** Record set follows **

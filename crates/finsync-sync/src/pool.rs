use std::sync::atomic::{AtomicBool, AtomicU64, AtomicUsize, Ordering};
use std::sync::{Arc, Mutex, PoisonError};
use std::time::{Duration, Instant};

use finsync_core::SyncContext;
use flume::{Receiver, Sender, TrySendError};
use thiserror::Error;
use tokio::task::JoinSet;
use tokio_util::sync::CancellationToken;
use tracing::{debug, error, info, info_span, warn, Instrument};

use crate::jobs::{BoxedJob, Job, JobError};
use crate::metrics::{JobOutcome, PoolMetrics};

#[derive(Debug, Clone, Copy)]
pub struct PoolConfig {
    pub worker_count: usize,
    pub queue_capacity: usize,
    /// Pause each worker takes between two jobs.
    pub inter_job_delay: Duration,
    pub job_timeout: Duration,
}

impl Default for PoolConfig {
    fn default() -> Self {
        Self {
            worker_count: 4,
            queue_capacity: 100,
            inter_job_delay: Duration::from_millis(500),
            job_timeout: Duration::from_secs(120),
        }
    }
}

#[derive(Debug, Error)]
pub enum PoolError {
    #[error("worker pool already started")]
    AlreadyStarted,
    #[error("job queue full (capacity {capacity}); dropped job for {owner}")]
    QueueFull { owner: String, capacity: usize },
    #[error("worker pool is shut down")]
    Closed,
}

#[derive(Debug, Clone, Copy, PartialEq, Eq)]
pub enum ShutdownOutcome {
    /// Every accepted job ran before the workers exited.
    Drained,
    /// Accepted work did not run to completion: the timeout hit and
    /// in-flight jobs were cancelled, or the pool never started.
    Forced,
}

/// Fixed set of workers draining one bounded queue.
///
/// `submit` never waits: a full queue drops the job. Shutdown closes the
/// queue, lets the workers drain it, then cancels the pool token.
pub struct WorkerPool {
    config: PoolConfig,
    metrics: PoolMetrics,
    sender: Mutex<Option<Sender<BoxedJob>>>,
    receiver: Receiver<BoxedJob>,
    token: CancellationToken,
    workers: Mutex<Option<JoinSet<()>>>,
    started: AtomicBool,
    dropped: AtomicU64,
    running: Arc<AtomicUsize>,
}

impl WorkerPool {
    pub fn new(config: PoolConfig, metrics: PoolMetrics) -> Self {
        let (sender, receiver) = flume::bounded(config.queue_capacity.max(1));
        Self {
            config,
            metrics,
            sender: Mutex::new(Some(sender)),
            receiver,
            token: CancellationToken::new(),
            workers: Mutex::new(None),
            started: AtomicBool::new(false),
            dropped: AtomicU64::new(0),
            running: Arc::new(AtomicUsize::new(0)),
        }
    }

    pub fn config(&self) -> &PoolConfig {
        &self.config
    }

    pub fn metrics(&self) -> &PoolMetrics {
        &self.metrics
    }

    /// Must run inside a tokio runtime.
    pub fn start(&self) -> Result<(), PoolError> {
        if self.lock_sender().is_none() {
            return Err(PoolError::Closed);
        }
        if self.started.swap(true, Ordering::SeqCst) {
            return Err(PoolError::AlreadyStarted);
        }

        let mut set = JoinSet::new();
        for worker_id in 0..self.config.worker_count.max(1) {
            set.spawn(run_worker(
                worker_id,
                self.receiver.clone(),
                self.token.clone(),
                self.config,
                self.metrics.clone(),
                RunningGuard::enter(self.running.clone()),
            ));
        }
        *self.workers.lock().unwrap_or_else(PoisonError::into_inner) = Some(set);
        info!(
            workers = self.config.worker_count.max(1),
            queue_capacity = self.config.queue_capacity.max(1),
            "worker pool started"
        );
        Ok(())
    }

    pub fn submit(&self, job: BoxedJob) -> Result<(), PoolError> {
        let guard = self.lock_sender();
        let Some(sender) = guard.as_ref() else {
            return Err(PoolError::Closed);
        };
        match sender.try_send(job) {
            Ok(()) => Ok(()),
            Err(TrySendError::Full(job)) => {
                self.dropped.fetch_add(1, Ordering::Relaxed);
                self.metrics.queue_dropped_total.inc();
                let capacity = self.config.queue_capacity.max(1);
                warn!(
                    owner = job.owner_key(),
                    job = %job.description(),
                    capacity,
                    "job queue full; dropping job"
                );
                Err(PoolError::QueueFull {
                    owner: job.owner_key().to_string(),
                    capacity,
                })
            }
            Err(TrySendError::Disconnected(_)) => Err(PoolError::Closed),
        }
    }

    /// Returns how many jobs were accepted. A partial batch is not an error.
    pub fn submit_batch(&self, jobs: Vec<BoxedJob>) -> usize {
        let total = jobs.len();
        let submitted = jobs
            .into_iter()
            .map(|job| self.submit(job))
            .filter(Result::is_ok)
            .count();
        if submitted < total {
            warn!(submitted, total, "job batch partially submitted");
        } else {
            info!(submitted, total, "job batch submitted");
        }
        submitted
    }

    pub fn dropped_jobs(&self) -> u64 {
        self.dropped.load(Ordering::Relaxed)
    }

    pub fn queued_jobs(&self) -> usize {
        self.receiver.len()
    }

    pub fn running_workers(&self) -> usize {
        self.running.load(Ordering::SeqCst)
    }

    pub fn is_closed(&self) -> bool {
        self.lock_sender().is_none()
    }

    /// Waits for every accepted job to finish.
    pub async fn shutdown(&self) -> ShutdownOutcome {
        self.stop(None).await
    }

    /// Like [`shutdown`](Self::shutdown) but cancels whatever is still
    /// running once `timeout` elapses.
    pub async fn shutdown_with_timeout(&self, timeout: Duration) -> ShutdownOutcome {
        self.stop(Some(timeout)).await
    }

    async fn stop(&self, timeout: Option<Duration>) -> ShutdownOutcome {
        drop(self.lock_sender().take());
        let workers = self
            .workers
            .lock()
            .unwrap_or_else(PoisonError::into_inner)
            .take();

        let outcome = match (workers, timeout) {
            (None, _) => {
                let abandoned = self.receiver.drain().count();
                if abandoned > 0 {
                    warn!(abandoned, "worker pool never started; discarding queued jobs");
                    ShutdownOutcome::Forced
                } else {
                    ShutdownOutcome::Drained
                }
            }
            (Some(mut set), None) => {
                join_workers(&mut set).await;
                ShutdownOutcome::Drained
            }
            (Some(mut set), Some(limit)) => {
                match tokio::time::timeout(limit, join_workers(&mut set)).await {
                    Ok(()) => ShutdownOutcome::Drained,
                    Err(_) => {
                        warn!(
                            timeout_ms = limit.as_millis() as u64,
                            queued = self.queued_jobs(),
                            "pool drain timed out; cancelling in-flight jobs"
                        );
                        self.token.cancel();
                        join_workers(&mut set).await;
                        ShutdownOutcome::Forced
                    }
                }
            }
        };
        self.token.cancel();
        info!(?outcome, dropped = self.dropped_jobs(), "worker pool stopped");
        outcome
    }

    fn lock_sender(&self) -> std::sync::MutexGuard<'_, Option<Sender<BoxedJob>>> {
        self.sender.lock().unwrap_or_else(PoisonError::into_inner)
    }
}

async fn join_workers(set: &mut JoinSet<()>) {
    while let Some(joined) = set.join_next().await {
        if let Err(err) = joined {
            if err.is_panic() {
                error!(error = %err, "worker panicked");
            }
        }
    }
}

/// Counts live workers; decrements even if the worker panics.
struct RunningGuard(Arc<AtomicUsize>);

impl RunningGuard {
    fn enter(counter: Arc<AtomicUsize>) -> Self {
        counter.fetch_add(1, Ordering::SeqCst);
        Self(counter)
    }
}

impl Drop for RunningGuard {
    fn drop(&mut self) {
        self.0.fetch_sub(1, Ordering::SeqCst);
    }
}

async fn run_worker(
    worker_id: usize,
    receiver: Receiver<BoxedJob>,
    token: CancellationToken,
    config: PoolConfig,
    metrics: PoolMetrics,
    _running: RunningGuard,
) {
    debug!(worker_id, "worker started");
    loop {
        let job = tokio::select! {
            biased;
            _ = token.cancelled() => break,
            received = receiver.recv_async() => match received {
                Ok(job) => job,
                // Sender dropped and queue drained.
                Err(_) => break,
            },
        };

        run_job(worker_id, job.as_ref(), &token, &config, &metrics).await;

        if !config.inter_job_delay.is_zero() {
            tokio::select! {
                biased;
                _ = token.cancelled() => break,
                _ = tokio::time::sleep(config.inter_job_delay) => {}
            }
        }
    }
    debug!(worker_id, "worker exited");
}

async fn run_job(
    worker_id: usize,
    job: &dyn Job,
    token: &CancellationToken,
    config: &PoolConfig,
    metrics: &PoolMetrics,
) {
    let ctx = SyncContext::from_token(token.child_token());
    let started = Instant::now();
    let span = info_span!("job", worker_id, kind = job.kind(), owner = job.owner_key());

    let outcome = async {
        tokio::select! {
            biased;
            _ = token.cancelled() => {
                warn!("job aborted by pool shutdown");
                JobOutcome::Cancelled
            }
            res = tokio::time::timeout(config.job_timeout, job.execute(&ctx)) => match res {
                Ok(Ok(results)) => {
                    info!(steps = results.len(), "job finished");
                    JobOutcome::Success
                }
                Ok(Err(JobError::Cancelled)) => {
                    warn!("job cancelled");
                    JobOutcome::Cancelled
                }
                Ok(Err(err)) => {
                    error!(error = %err, "job failed");
                    JobOutcome::Error
                }
                Err(_) => {
                    let err = JobError::TimedOut(config.job_timeout);
                    error!(error = %err, "job failed");
                    JobOutcome::Timeout
                }
            },
        }
    }
    .instrument(span)
    .await;

    ctx.cancel();
    metrics.observe_job(job.kind(), outcome, started.elapsed().as_secs_f64());
}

** End of Record set **

Exercise directions
When a line in the data contains "results", return it as written.

Solution to the problem
                Ok(Ok(results)) => {
                    info!(steps = results.len(), "job finished");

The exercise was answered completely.